The Declaration for Federal Employment that Faucette submitted in 2002 includes a signed certification stating: "I understand that a false or fraudulent answer to any question or any item on any part of this declaration or its attachments may be grounds for not hiring me, or for firing me after I begin work." (See Docket Entry No. 17-23 at 6-7).

As a result of the investigation, Byrne issued Faucette a Notice of Proposed Removal from his employment. (Docket Entry No. 17 ¶ 65; Docket Entry No. 17-23). Under TSA procedures, Faucette had an opportunity to submit a response. (Docket Entry No. 17 ¶ 65). In September 2017, Faucette was placed on administrative leave pending the outcome of the disciplinary process. (Docket Entry No. 17-23 at 8.). TSA granted Faucette's request for a two-week extension to respond and to return to work pending the decision. (Id. ¶ 68). In November 2017, TSA issued its decision terminating Faucette. (Docket Entry No. 17 ¶ 70; Docket Entry No. 17-24). This lawsuit followed.

In early 2018, Faucette filed another EEOC complaint, titled "Mark Faucette's Formal Complaint of Discrimination," alleging that TSA retaliated against him because of his 2016 complaint against Byrne. (Docket Entry No. 16-5). Faucette claimed that he had complained to a senior supervisor about Byrne's allegedly disparate treatment of African-American employees, that Byrne created a hostile work environment, and that Byrne subjected Faucette to retaliatory discipline, up to and including firing him. (Id.).

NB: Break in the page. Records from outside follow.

use std::error::Error;
use std::fmt;

#[derive(Debug)]
pub enum ScraperError {
    Network(String),
    RateLimited(String),
    HttpStatus(u16),
    HtmlParse(String),
    MissingDataLayer,
    JsonParse(String),
    UnexpectedShape(String),
}

impl fmt::Display for ScraperError {
    fn fmt(&self, f: &mut fmt::Formatter<'_>) -> fmt::Result {
        match self {
            ScraperError::Network(msg) => write!(f, "Network error: {msg}"),
            ScraperError::RateLimited(msg) => write!(f, "Rate limited: {msg}"),
            ScraperError::HttpStatus(code) => write!(f, "Unexpected status code: {code}"),
            ScraperError::HtmlParse(msg) => write!(f, "HTML parse error: {msg}"),
            ScraperError::MissingDataLayer => write!(f, "window.dataLayer not found"),
            ScraperError::JsonParse(msg) => write!(f, "JSON parse error: {msg}"),
            ScraperError::UnexpectedShape(msg) => write!(f, "Unexpected data shape: {msg}"),
        }
    }
}

impl Error for ScraperError {}
// errors.rs
use std::fmt;

/// Errors from writing the final dataset or report out.
#[derive(Debug)]
pub enum ExportError {
    Io(String),
    Csv(String),
}

impl fmt::Display for ExportError {
    fn fmt(&self, f: &mut fmt::Formatter<'_>) -> fmt::Result {
        match self {
            ExportError::Io(msg) => write!(f, "I/O error: {msg}"),
            ExportError::Csv(msg) => write!(f, "CSV error: {msg}"),
        }
    }
}

impl std::error::Error for ExportError {}
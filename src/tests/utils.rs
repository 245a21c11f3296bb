use crate::scraper::ScraperConfig;
use std::collections::HashMap;
use std::io::{Read, Write};
use std::net::{TcpListener, TcpStream};
use std::thread;
use std::time::Duration;

/// Scraper settings that keep tests fast: no backoff sleeps, two attempts.
pub fn test_config() -> ScraperConfig {
    ScraperConfig {
        timeout: Duration::from_secs(5),
        max_retries: 2,
        max_backoff_secs: 0,
        jitter_max_secs: 0,
    }
}

/// Canned response for one request target (path + query).
#[derive(Clone)]
pub struct Fixture {
    pub status: u16,
    pub body: String,
}

impl Fixture {
    pub fn ok(body: impl Into<String>) -> Self {
        Self {
            status: 200,
            body: body.into(),
        }
    }

    pub fn status(status: u16) -> Self {
        Self {
            status,
            body: String::new(),
        }
    }
}

/// Serves canned responses on a local port for the lifetime of the test
/// process. Unknown targets get a 404. Returns the base URL.
pub fn spawn_fixture_server(routes: HashMap<String, Fixture>) -> String {
    let listener = TcpListener::bind("127.0.0.1:0").expect("bind fixture server");
    let addr = listener.local_addr().expect("fixture server addr");

    thread::spawn(move || {
        for stream in listener.incoming() {
            if let Ok(stream) = stream {
                let routes = routes.clone();
                thread::spawn(move || handle_conn(stream, &routes));
            }
        }
    });

    format!("http://{addr}")
}

fn handle_conn(mut stream: TcpStream, routes: &HashMap<String, Fixture>) {
    let mut buf = [0u8; 4096];
    let n = match stream.read(&mut buf) {
        Ok(n) => n,
        Err(_) => return,
    };
    let request = String::from_utf8_lossy(&buf[..n]);

    // Request line: "GET /path?query HTTP/1.1"
    let target = request.split_whitespace().nth(1).unwrap_or("/");

    let (status, body) = match routes.get(target) {
        Some(fixture) => (fixture.status, fixture.body.clone()),
        None => (404, String::new()),
    };

    let response = format!(
        "HTTP/1.1 {} {}\r\nContent-Type: text/html\r\nContent-Length: {}\r\nConnection: close\r\n\r\n{}",
        status,
        reason_for(status),
        body.len(),
        body
    );
    let _ = stream.write_all(response.as_bytes());
}

fn reason_for(status: u16) -> &'static str {
    match status {
        200 => "OK",
        404 => "Not Found",
        429 => "Too Many Requests",
        500 => "Internal Server Error",
        _ => "",
    }
}

/// A detail page embedding the given `classified` JSON in the data layer.
pub fn listing_page(classified_json: &str) -> String {
    format!(
        "<html><head><script>\n  window.dataLayer = [ {{\"classified\": {classified_json}}} ];\n</script></head><body></body></html>"
    )
}

/// A search-results page with one detail link per href.
pub fn search_page(hrefs: &[&str]) -> String {
    let mut anchors = String::new();
    for href in hrefs {
        anchors.push_str(&format!(
            "<a class=\"card__title-link\" href=\"{href}\">A house</a>\n"
        ));
    }
    format!("<html><body><div class=\"results\">\n{anchors}</div></body></html>")
}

Faucette disputes some details of the alleged resume misrepresentations, but he does not dispute that he provided false information in the resumes and job applications he submitted to TSA. (Docket Entry No. 19 at 168-69 (Faucette's deposition); Docket Entry No. 17-24 (detailing Faucette's admissions in his response to the Notice of Proposed Removal)). Faucette argues that the events leading up to and including his termination were in retaliation for his 2016 EEOC complaint against Security Director Byrne.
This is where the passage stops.